What you have to do :: Those lines of the records that contain "queried" are to be located and copied.

━━ Material shown

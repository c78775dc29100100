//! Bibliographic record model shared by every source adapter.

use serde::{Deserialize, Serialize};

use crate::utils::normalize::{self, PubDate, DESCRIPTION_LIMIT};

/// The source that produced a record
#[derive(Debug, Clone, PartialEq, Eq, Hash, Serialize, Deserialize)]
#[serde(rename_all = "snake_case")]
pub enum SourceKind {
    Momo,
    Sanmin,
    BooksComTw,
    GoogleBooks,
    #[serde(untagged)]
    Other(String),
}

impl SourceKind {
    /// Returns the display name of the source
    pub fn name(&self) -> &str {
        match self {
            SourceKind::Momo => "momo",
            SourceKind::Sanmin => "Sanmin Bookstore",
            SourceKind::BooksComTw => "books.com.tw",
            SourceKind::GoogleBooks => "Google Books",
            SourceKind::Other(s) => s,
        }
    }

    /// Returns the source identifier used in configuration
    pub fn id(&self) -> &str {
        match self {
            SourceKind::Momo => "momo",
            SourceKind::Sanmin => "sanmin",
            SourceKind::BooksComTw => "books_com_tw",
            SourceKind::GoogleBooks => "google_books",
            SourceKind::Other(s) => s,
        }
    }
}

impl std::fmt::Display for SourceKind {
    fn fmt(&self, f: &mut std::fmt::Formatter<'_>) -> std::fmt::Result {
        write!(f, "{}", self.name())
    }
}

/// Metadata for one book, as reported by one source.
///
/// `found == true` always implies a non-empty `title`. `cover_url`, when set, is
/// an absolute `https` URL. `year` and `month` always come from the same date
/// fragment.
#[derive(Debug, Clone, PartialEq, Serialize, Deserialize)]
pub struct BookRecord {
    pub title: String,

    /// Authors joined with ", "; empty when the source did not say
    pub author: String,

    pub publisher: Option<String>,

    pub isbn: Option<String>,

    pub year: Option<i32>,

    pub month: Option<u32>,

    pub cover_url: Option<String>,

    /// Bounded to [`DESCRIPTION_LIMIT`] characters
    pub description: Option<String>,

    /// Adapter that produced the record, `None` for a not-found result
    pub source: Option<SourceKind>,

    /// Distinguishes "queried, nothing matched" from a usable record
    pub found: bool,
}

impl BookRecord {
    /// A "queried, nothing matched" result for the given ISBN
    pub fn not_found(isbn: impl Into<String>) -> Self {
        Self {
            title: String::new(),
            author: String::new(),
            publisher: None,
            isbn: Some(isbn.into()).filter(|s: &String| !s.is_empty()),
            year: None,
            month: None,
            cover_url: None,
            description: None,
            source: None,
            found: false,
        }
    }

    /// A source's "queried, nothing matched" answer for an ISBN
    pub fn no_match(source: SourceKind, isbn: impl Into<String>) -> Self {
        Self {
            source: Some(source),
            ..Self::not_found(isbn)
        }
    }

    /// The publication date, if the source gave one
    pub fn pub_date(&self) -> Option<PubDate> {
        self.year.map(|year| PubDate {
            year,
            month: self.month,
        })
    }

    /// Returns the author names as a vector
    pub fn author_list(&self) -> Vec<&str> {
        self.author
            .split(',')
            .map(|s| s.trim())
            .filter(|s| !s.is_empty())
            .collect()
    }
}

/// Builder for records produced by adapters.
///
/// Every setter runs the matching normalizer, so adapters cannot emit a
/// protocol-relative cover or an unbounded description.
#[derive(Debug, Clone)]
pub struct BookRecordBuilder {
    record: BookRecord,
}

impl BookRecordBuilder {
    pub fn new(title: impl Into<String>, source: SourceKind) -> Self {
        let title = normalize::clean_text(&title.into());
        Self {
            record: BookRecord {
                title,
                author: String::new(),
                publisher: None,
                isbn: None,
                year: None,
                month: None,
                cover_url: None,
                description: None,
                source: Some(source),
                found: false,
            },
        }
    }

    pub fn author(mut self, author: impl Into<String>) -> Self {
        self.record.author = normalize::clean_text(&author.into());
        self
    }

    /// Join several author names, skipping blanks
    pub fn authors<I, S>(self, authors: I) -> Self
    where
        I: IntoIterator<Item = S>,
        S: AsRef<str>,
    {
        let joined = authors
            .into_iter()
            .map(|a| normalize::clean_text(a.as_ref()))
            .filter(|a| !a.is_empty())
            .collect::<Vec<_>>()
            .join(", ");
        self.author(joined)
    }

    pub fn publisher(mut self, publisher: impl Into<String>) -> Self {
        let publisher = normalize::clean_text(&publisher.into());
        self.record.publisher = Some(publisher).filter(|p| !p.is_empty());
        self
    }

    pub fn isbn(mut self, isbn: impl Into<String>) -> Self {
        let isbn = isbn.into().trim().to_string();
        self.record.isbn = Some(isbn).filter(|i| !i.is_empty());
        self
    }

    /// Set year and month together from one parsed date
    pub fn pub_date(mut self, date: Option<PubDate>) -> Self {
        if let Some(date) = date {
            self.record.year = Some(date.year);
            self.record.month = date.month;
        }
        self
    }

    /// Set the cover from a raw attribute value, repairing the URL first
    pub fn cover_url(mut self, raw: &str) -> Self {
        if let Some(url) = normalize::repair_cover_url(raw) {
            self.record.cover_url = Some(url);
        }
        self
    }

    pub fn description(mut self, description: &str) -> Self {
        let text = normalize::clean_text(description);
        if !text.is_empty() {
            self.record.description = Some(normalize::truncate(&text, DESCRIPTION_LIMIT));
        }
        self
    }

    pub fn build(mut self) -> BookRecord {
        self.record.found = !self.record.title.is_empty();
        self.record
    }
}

━━━━

Written reply ::
    /// Distinguishes "queried, nothing matched" from a usable record
    /// A "queried, nothing matched" result for the given ISBN
    /// A source's "queried, nothing matched" answer for an ISBN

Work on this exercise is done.